The Integrity of Plato’s Text is something that must be taken on trust, since we have very few early versions, the oldest of which dates from well over a millennium after Plato and are Greek editions based on Latin translations of even earlier Greek manuscripts. Add to that the fact that until around a thousand years ago documents were written in scriptuo continua, which is writing without any spacing between words or sentences, no punctuation and all written in what we now call upper case or capital letters.

The paragraph above, is shown below as an example in scriptuo continua from which you can see the difficulties that copyists were confronted with, in order to faithfully transcribe texts over many  centuries:

THEINTEGRITYOFPLATOSTEXTISSOMETHINGTHATMUSTBETAKENONTRUSTSINCEWEHAVEVERYFE WEARLYVERSIONSTHEOLDESTOFWHICHDATESFROMWELLOVERAMILLENNIUMAFTERPLATOANDA
REGREEKEDITIONSBASEDONLATINTRANSLATIONSOFEVENEARLIERGREEKMANUSCRIPTSADDTOTH
ATTHEFACTTHATUNTILAROUNDATHOUSANDYEARSAGODOCUMENTSWEREWRITTENINSCRIPTUOCO
NTINUAWHICHISWRITINGWITHOUTANYSPACINGBETWEENWORDSORSENTENCESNODISTINCTIONBE
TWEENUPPERANDLOWERCASEANDNOPUNCTUATION.

The potential for error was enormous, a fact borne out by the thousands of transcription errors to be found in the various ancient codices of the Bible. A paper from Professor Bruce M. Metzger gives a brief outline of the problems facing Bible translators(b).

Although most of these mistakes were minor and genuine accidents, a few were deliberately introduced to advance one or other of the many competing theological niceties that were quite common among early ‘Christians’.

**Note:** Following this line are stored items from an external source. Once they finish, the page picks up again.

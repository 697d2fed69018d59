use visibility_audit::analysis::{TOP_K, analyze};
use visibility_audit::dataset::{GraphData, Topic};

const SAMPLE_GRAPH: &str = include_str!("../assets/sample_graph.json");

#[test]
fn bundled_dataset_produces_a_consistent_audit() {
	let data = GraphData::from_json(SAMPLE_GRAPH).expect("bundled dataset parses");
	let audit = analyze(&data);

	assert_eq!(audit.graph.nodes.len(), data.nodes.len());
	assert_eq!(audit.metrics.node_count, data.nodes.len());
	assert_eq!(audit.metrics.link_count, data.links.len());
	assert_eq!(audit.metrics.top.len(), TOP_K);

	let max = audit
		.graph
		.nodes
		.iter()
		.map(|n| n.normalized_rank)
		.fold(0.0_f64, f64::max);
	assert_eq!(max, 1.0);
	assert!(audit.graph.nodes.iter().all(|n| (0.0..=1.0).contains(&n.normalized_rank)));
	assert_eq!(audit.metrics.top[0].normalized_rank, 1.0);

	assert!((0.0..=1.0).contains(&audit.metrics.gini));
	assert!(audit.metrics.lorenz.len() <= 22);
	let last = audit.metrics.lorenz.last().unwrap();
	assert!((last.actual - 100.0).abs() < 1e-9);

	let per_topic: usize = audit.metrics.topics.iter().map(|(_, c)| c).sum();
	assert_eq!(per_topic, data.nodes.len());
}

#[test]
fn three_cycle_is_perfectly_fair() {
	let json = r#"{
		"nodes": [ { "id": "A" }, { "id": "B" }, { "id": "C" } ],
		"links": [
			{ "source": "A", "target": "B" },
			{ "source": "B", "target": "C" },
			{ "source": "C", "target": "A" }
		]
	}"#;
	let audit = analyze(&GraphData::from_json(json).unwrap());
	for node in &audit.graph.nodes {
		assert!((node.rank - 1.0 / 3.0).abs() < 1e-9);
	}
	assert!(audit.metrics.gini.abs() < 1e-9);
	assert!(!audit.metrics.is_high_inequality());
}

#[test]
fn star_graph_concentrates_visibility() {
	let json = r#"{
		"nodes": [ { "id": "A" }, { "id": "B" }, { "id": "C" }, { "id": "D" } ],
		"links": [
			{ "source": "B", "target": "A" },
			{ "source": "C", "target": "A" },
			{ "source": "D", "target": "A" }
		]
	}"#;
	let audit = analyze(&GraphData::from_json(json).unwrap());
	assert_eq!(audit.metrics.top[0].id, "A");
	let a = audit.metrics.top[0].rank;
	assert!(audit.graph.nodes.iter().filter(|n| n.id != "A").all(|n| n.rank < a));
	assert!(audit.metrics.gini > 0.0);
	assert!((audit.metrics.top_share() - a * 100.0).abs() < 1e-12);
}

#[test]
fn empty_dataset_is_not_an_error() {
	let audit = analyze(&GraphData::from_json(r#"{ "nodes": [], "links": [] }"#).unwrap());
	assert!(audit.graph.nodes.is_empty());
	assert_eq!(audit.metrics.gini, 0.0);
	assert!(audit.metrics.lorenz.is_empty());
	assert!(audit.metrics.top.is_empty());
}

#[test]
fn topic_filter_reranks_the_subgraph() {
	let data = GraphData::from_json(SAMPLE_GRAPH).unwrap();
	let gaming = data.filter_topic(Some(Topic::Gaming));
	let audit = analyze(&gaming);
	assert!(audit.graph.nodes.iter().all(|n| n.topic == Topic::Gaming));
	assert_eq!(audit.metrics.node_count, gaming.nodes.len());
	assert!(audit.metrics.top.len() <= TOP_K);
}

A popular demonstration of the risks that scriptuo continua can generate is shown in the following phrase “godisnowhere”, which could read “god is now here” or “ god is no where”.

In the case of Plato’s Atlantis texts, we have a document that is much shorter than the Bible, but on the other hand we have very few early manuscript copies of Plato’s work, while there are literally thousands of manuscripts of the New Testament and the time span between the original and earliest is only decades in the case of the New Testament but over a millennia in Plato’s case(a). However unlike the Bible, Plato’s work was not used as a weapon in any ideological war.

NTvPlato texts

Consequently, we can be reasonably sure our texts are free from deliberate distortion, but must accept the inevitability of some accidental corruption. Debate has centred on the meaning of individual words in Plato’s narrative, some important, but nothing absolutely critical.